Red Gendron

Biographical details
- Born: November 27, 1957 Boston, Massachusetts, U.S.
- Died: April 9, 2021 (aged 63) Orono, Maine, U.S.
- Alma mater: New England College, BA (1979) University of Maine, ME (1993)

Coaching career (HC unless noted)
- 1981–1990: Bellows Free Academy
- 1990–1993: Maine (assistant)
- 1994–1996: New Jersey Devils (assistant)
- 1996–2000: Albany River Rats (assistant)
- 2000–2002: New Jersey Devils (scout)
- 2002–2004: Albany River Rats
- 2004–2005: Indiana Ice
- 2005–2011: UMass (assistant)
- 2011–2013: Yale (associate HC)
- 2013–2021: Maine

Head coaching record
- Overall: 103–137–33 (.438)

Accomplishments and honors

Championships
- 1993 NCAA Championship (assistant) 1995 Stanley Cup (assistant) 2000 Stanley Cup (assistant) 2013 NCAA Championship (associate)

= Red Gendron =

Canadian ice hockey coach (1957–2021)

Dennis "Red" Gendron (November 27, 1957 – April 9, 2021) was an ice hockey coach, most recently for the University of Maine men's ice hockey team. Gendron previously served as head coach for the Albany River Rats and Indiana Ice and held multiple positions for the New Jersey Devils, Albany River Rats, University of Maine, University of Massachusetts, Yale University, and Team USA

== Coaching career ==

===High school===
Gendron's first coaching position was as assistant coach to Albie Brodeur for two seasons, from 1979 to 1981 at his alma mater, Berlin High School in Berlin, New Hampshire. In 1981, he accepted his first head coaching position at Bellows Free Academy, in St. Albans, Vermont. During his nine years at BFA, Gendron led the Bobwhites to four state championships (1982, 1983, 1987 and 1988) and was twice named Vermont coach of the year. While at BFA he coached future NHL All-Star John LeClair, coached baseball and football, and taught history.
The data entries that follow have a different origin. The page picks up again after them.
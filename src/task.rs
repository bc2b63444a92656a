// Licensed under the MIT License

//! `Task`: the leaf unit of work (spec §3, §4.1).
//!
//! A real task kind (Scf, Nscf, HaydockBse, ...) differs from another only
//! in which `Strategy` it accepts and which output tags it produces; per
//! spec §9 we model that as data (an opaque `input` value plus a
//! `produces` tag list) rather than a type per task kind, so the scheduler
//! can treat every task uniformly.

use std::collections::BTreeSet;
use std::fs;
use std::path::{Path, PathBuf};

use serde::{Deserialize, Serialize};

use crate::error::{FlowError, Result};
use crate::node::{Dependency, NodeCore, NodeId, NodeKind};
use crate::status::Status;
use crate::taskmanager::{PollOutcome, ScriptedOutcome, TaskManager};

/// Classification of a manager's exit code into a terminal status. `0` is
/// success, `2` is the conventional "ran fine but did not converge" code,
/// anything else is a hard failure. A domain-specific `TaskManager` is free
/// to return outcomes that never hit the `2` case if convergence isn't a
/// concept it has.
fn classify_returncode(returncode: i32) -> Status {
    match returncode {
        0 => Status::Ok,
        2 => Status::Unconverged,
        _ => Status::Error,
    }
}

#[derive(Debug, Serialize, Deserialize)]
pub struct Task {
    pub core: NodeCore,
    /// Index within the owning workflow; stable for the task's lifetime
    /// (spec §3, "position in the sequence is a stable task index").
    pub index: usize,
    pub workdir: Option<PathBuf>,
    /// Opaque rendered strategy or raw input deck (spec §3: "Input may be
    /// either a rendered strategy or a raw input deck").
    pub input: serde_json::Value,
    /// Extension tags this task writes to its `outdir` on success.
    pub produces: BTreeSet<String>,
    pub ncpus: u32,
    pub scripted: ScriptedOutcome,
}

impl Task {
    pub fn new(
        id: NodeId,
        index: usize,
        input: serde_json::Value,
        deps: Vec<Dependency>,
        produces: impl IntoIterator<Item = impl Into<String>>,
        ncpus: u32,
    ) -> Self {
        let mut core = NodeCore::new(id, NodeKind::Task);
        core.deps = deps;
        Task {
            core,
            index,
            workdir: None,
            input,
            produces: produces.into_iter().map(Into::into).collect(),
            ncpus,
            scripted: ScriptedOutcome::default(),
        }
    }

    pub fn id(&self) -> NodeId {
        self.core.id
    }

    /// Bind (or re-bind) this task's working directory. A rebind to the
    /// same path is a no-op; a rebind to a different path is a
    /// `ConfigError`, mirroring the workflow-level invariant in spec §3.
    pub fn set_workdir(&mut self, path: PathBuf) -> Result<()> {
        match &self.workdir {
            Some(existing) if *existing == path => Ok(()),
            Some(existing) => Err(FlowError::Config(format!(
                "task {} workdir already bound to `{}`, cannot rebind to `{}`",
                self.core.id,
                existing.display(),
                path.display()
            ))),
            None => {
                self.workdir = Some(path);
                Ok(())
            }
        }
    }

    pub fn indir(&self) -> Option<PathBuf> {
        self.workdir.as_ref().map(|w| w.join("indata"))
    }

    pub fn outdir(&self) -> Option<PathBuf> {
        self.workdir.as_ref().map(|w| w.join("outdata"))
    }

    pub fn tmpdir(&self) -> Option<PathBuf> {
        self.workdir.as_ref().map(|w| w.join("tmpdata"))
    }

    /// Create `indata/`, `outdata/`, `tmpdata/` under this task's workdir.
    pub fn build(&self) -> Result<()> {
        for dir in [self.indir(), self.outdir(), self.tmpdir()].into_iter().flatten() {
            fs::create_dir_all(&dir)?;
        }
        Ok(())
    }

    /// Submit this task to `manager`, transitioning S_READY -> S_SUB.
    pub fn launch(&mut self, tick: u64, manager: &dyn TaskManager) -> Result<()> {
        if self.core.status != Status::Ready {
            return Err(FlowError::Config(format!(
                "task {} launched from status {}, expected S_READY",
                self.core.id, self.core.status
            )));
        }
        manager.launch(self.core.id, self.scripted)?;
        self.core.status = Status::Sub;
        self.core.record(tick, "submitted");
        Ok(())
    }

    /// Poll the manager and advance local status. Returns the new status
    /// if a transition occurred, so the caller (the owning `Workflow`, via
    /// `Flow::check_status`) knows whether to publish a signal.
    pub fn poll(&mut self, tick: u64, manager: &dyn TaskManager) -> Result<Option<Status>> {
        if !matches!(self.core.status, Status::Sub | Status::Run) {
            return Ok(None);
        }

        match manager.poll(self.core.id)? {
            PollOutcome::Running => {
                if self.core.status == Status::Sub {
                    self.core.status = Status::Run;
                    self.core.record(tick, "running");
                    Ok(Some(Status::Run))
                } else {
                    Ok(None)
                }
            }
            PollOutcome::Done { returncode } => {
                self.core.status = Status::Done;
                self.core.record(tick, format!("exited with code {returncode}"));
                let terminal = classify_returncode(returncode);
                self.core.status = terminal;
                self.core
                    .record(tick, format!("classified as {terminal}"));

                if terminal == Status::Ok {
                    self.materialize_outputs()?;
                    self.core.finalized = true;
                }

                Ok(Some(terminal))
            }
        }
    }

    /// Touch one empty file per declared output tag in `outdir`, so that
    /// dependency resolution (`Flow::resolve_output`) has something real to
    /// find. A real `TaskManager`/`Strategy` pair would have actually
    /// written these during the external job; this reference path exists
    /// because that collaborator is out of scope here.
    fn materialize_outputs(&self) -> Result<()> {
        let Some(outdir) = self.outdir() else {
            return Ok(());
        };
        fs::create_dir_all(&outdir)?;
        for ext in &self.produces {
            let path = outdir.join(format!("run.{ext}"));
            fs::write(path, [])?;
        }
        Ok(())
    }

    /// Locate the first file in `outdir` whose extension matches `ext`
    /// case-insensitively (spec §6 lookup policy).
    pub fn find_output(&self, ext: &str) -> Result<PathBuf> {
        let outdir = self.outdir().ok_or_else(|| {
            FlowError::Config(format!("task {} has no workdir/outdir yet", self.core.id))
        })?;
        find_by_extension(&outdir, ext).ok_or_else(|| FlowError::Dependency {
            upstream: self.core.id,
            ext: ext.to_string(),
            outdir,
        })
    }
}

pub(crate) fn find_by_extension(dir: &Path, ext: &str) -> Option<PathBuf> {
    let entries = fs::read_dir(dir).ok()?;
    for entry in entries.flatten() {
        let path = entry.path();
        if let Some(file_ext) = path.extension().and_then(|e| e.to_str()) {
            if file_ext.eq_ignore_ascii_case(ext) {
                return Some(path);
            }
        }
    }
    None
}

#[cfg(test)]
mod tests {
    use super::*;
    use crate::taskmanager::{ManagerConfig, ThreadPoolTaskManager};
    use tempfile::tempdir;

    fn mk_task(id: u64, produces: &[&str]) -> Task {
        Task::new(
            NodeId(id),
            0,
            serde_json::json!({"deck": "dummy"}),
            Vec::new(),
            produces.to_vec(),
            1,
        )
    }

    #[test]
    fn rebinding_workdir_to_same_path_is_noop() {
        let mut t = mk_task(1, &[]);
        let p = PathBuf::from("/tmp/wf/task_0");
        t.set_workdir(p.clone()).unwrap();
        t.set_workdir(p).unwrap();
    }

    #[test]
    fn rebinding_workdir_to_different_path_errors() {
        let mut t = mk_task(1, &[]);
        t.set_workdir(PathBuf::from("/tmp/a")).unwrap();
        assert!(t.set_workdir(PathBuf::from("/tmp/b")).is_err());
    }

    #[test]
    fn successful_run_materializes_declared_outputs_and_finalizes() {
        let dir = tempdir().unwrap();
        let mut t = mk_task(1, &["DEN"]);
        t.set_workdir(dir.path().join("task_0")).unwrap();
        t.build().unwrap();
        t.core.status = Status::Ready;

        let mgr = ThreadPoolTaskManager::new(ManagerConfig { workers: 1 });
        t.launch(0, &mgr).unwrap();
        let status = loop {
            if let Some(s) = t.poll(1, &mgr).unwrap() {
                if s.is_terminal() {
                    break s;
                }
            }
        };

        assert_eq!(status, Status::Ok);
        assert!(t.core.finalized);
        assert!(t.find_output("DEN").is_ok());
    }

    #[test]
    fn failing_run_does_not_materialize_outputs() {
        let dir = tempdir().unwrap();
        let mut t = mk_task(1, &["DEN"]);
        t.scripted = ScriptedOutcome { succeed: false };
        t.set_workdir(dir.path().join("task_0")).unwrap();
        t.build().unwrap();
        t.core.status = Status::Ready;

        let mgr = ThreadPoolTaskManager::new(ManagerConfig { workers: 1 });
        t.launch(0, &mgr).unwrap();
        let status = loop {
            if let Some(s) = t.poll(1, &mgr).unwrap() {
                if s.is_terminal() {
                    break s;
                }
            }
        };

        assert_eq!(status, Status::Error);
        assert!(t.find_output("DEN").is_err());
    }
}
===University of Maine (1990–93)===
Gendron's entered the collegiate coaching ranks in 1990 as an assistant coach for Shawn Walsh at the University of Maine men's hockey team. In his third season as an assistant at Maine, Gendron helped guide the Black Bears to the 1993 NCAA Division I Men's Ice Hockey Championship and an overall record of 42–1–2. During his two seasons as assistant coach at Maine, Gendron coached two Hobey Baker Award winners, Scott Pellerin in 1991–92 and Paul Kariya in 1992–93.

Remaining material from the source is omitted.